» **REQUIRED WORK**:
Could you find every line in the records below that contains the word "sqlparser" and copy it?

[Collected data]
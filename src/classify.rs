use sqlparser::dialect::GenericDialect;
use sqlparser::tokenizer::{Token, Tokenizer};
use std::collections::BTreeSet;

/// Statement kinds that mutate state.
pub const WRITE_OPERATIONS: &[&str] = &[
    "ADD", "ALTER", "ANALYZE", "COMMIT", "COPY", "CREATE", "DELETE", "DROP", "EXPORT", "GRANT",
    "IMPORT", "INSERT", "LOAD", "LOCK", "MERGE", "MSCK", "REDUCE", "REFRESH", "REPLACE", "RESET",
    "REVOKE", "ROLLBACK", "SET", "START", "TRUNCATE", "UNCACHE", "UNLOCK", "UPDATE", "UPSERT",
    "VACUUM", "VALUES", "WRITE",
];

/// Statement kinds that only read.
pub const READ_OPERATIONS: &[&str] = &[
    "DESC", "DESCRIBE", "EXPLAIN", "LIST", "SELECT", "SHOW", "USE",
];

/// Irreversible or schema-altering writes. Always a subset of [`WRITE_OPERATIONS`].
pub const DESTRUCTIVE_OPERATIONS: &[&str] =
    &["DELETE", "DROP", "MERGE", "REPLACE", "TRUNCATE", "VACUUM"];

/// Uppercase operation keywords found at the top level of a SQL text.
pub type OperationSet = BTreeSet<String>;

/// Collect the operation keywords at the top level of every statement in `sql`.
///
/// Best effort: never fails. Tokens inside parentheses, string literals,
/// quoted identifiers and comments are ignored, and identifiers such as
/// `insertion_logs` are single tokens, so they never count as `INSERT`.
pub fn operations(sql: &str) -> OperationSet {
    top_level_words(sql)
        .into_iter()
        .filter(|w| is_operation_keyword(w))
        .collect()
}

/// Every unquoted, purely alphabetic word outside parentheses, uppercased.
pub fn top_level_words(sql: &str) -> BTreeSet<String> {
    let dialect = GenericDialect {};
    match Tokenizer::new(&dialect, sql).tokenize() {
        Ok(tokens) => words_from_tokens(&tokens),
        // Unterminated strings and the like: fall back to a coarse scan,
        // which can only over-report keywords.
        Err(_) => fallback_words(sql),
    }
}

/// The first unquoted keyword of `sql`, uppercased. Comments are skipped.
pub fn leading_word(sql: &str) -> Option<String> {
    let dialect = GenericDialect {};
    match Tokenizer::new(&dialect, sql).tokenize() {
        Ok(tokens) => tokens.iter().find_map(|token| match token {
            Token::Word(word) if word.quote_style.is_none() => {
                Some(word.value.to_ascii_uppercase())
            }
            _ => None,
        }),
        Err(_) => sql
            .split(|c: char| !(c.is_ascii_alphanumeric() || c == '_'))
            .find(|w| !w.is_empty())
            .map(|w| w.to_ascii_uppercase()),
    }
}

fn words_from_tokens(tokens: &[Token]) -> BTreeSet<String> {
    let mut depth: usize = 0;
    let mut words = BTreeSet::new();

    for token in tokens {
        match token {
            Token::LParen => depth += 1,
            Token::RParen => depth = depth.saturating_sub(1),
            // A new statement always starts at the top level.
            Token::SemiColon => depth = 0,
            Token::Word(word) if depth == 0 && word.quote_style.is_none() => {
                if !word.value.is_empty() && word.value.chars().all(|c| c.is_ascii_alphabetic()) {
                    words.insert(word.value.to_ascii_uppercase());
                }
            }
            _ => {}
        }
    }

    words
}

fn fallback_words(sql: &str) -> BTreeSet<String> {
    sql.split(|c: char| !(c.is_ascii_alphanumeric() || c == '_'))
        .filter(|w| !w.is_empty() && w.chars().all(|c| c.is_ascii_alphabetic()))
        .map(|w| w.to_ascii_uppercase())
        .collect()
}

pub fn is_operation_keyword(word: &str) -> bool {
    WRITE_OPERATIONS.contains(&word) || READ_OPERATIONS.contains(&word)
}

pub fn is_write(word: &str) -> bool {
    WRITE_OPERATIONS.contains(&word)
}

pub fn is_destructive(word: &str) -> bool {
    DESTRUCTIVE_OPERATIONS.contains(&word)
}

---

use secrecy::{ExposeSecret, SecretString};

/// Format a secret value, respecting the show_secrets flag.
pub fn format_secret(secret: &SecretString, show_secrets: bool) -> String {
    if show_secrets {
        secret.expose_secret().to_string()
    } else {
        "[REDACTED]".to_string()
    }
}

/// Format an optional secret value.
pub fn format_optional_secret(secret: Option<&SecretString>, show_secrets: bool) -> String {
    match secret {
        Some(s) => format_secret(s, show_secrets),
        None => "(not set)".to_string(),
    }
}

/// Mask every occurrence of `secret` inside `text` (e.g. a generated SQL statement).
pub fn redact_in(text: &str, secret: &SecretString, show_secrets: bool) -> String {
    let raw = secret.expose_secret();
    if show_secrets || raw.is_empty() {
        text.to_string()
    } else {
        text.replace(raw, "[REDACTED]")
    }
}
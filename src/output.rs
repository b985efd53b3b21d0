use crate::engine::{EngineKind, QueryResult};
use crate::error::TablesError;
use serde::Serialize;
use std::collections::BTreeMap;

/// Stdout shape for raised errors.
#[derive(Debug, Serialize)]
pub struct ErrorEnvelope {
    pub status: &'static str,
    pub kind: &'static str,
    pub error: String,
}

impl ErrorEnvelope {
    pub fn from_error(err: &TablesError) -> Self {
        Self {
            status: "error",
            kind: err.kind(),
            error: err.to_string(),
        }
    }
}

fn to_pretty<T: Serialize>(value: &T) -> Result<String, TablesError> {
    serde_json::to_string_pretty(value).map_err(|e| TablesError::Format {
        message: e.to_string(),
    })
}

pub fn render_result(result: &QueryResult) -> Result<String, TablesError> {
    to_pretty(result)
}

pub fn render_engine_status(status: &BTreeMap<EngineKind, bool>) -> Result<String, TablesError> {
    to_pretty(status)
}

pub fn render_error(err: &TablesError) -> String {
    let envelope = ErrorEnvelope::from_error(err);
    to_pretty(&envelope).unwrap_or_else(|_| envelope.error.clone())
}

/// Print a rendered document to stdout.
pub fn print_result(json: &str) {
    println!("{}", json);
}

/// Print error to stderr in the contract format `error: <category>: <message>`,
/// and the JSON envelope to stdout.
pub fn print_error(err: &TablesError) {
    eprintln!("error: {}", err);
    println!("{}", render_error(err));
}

» **TASK SOLUTION**:
use sqlparser::dialect::GenericDialect;
use sqlparser::tokenizer::{Token, Tokenizer};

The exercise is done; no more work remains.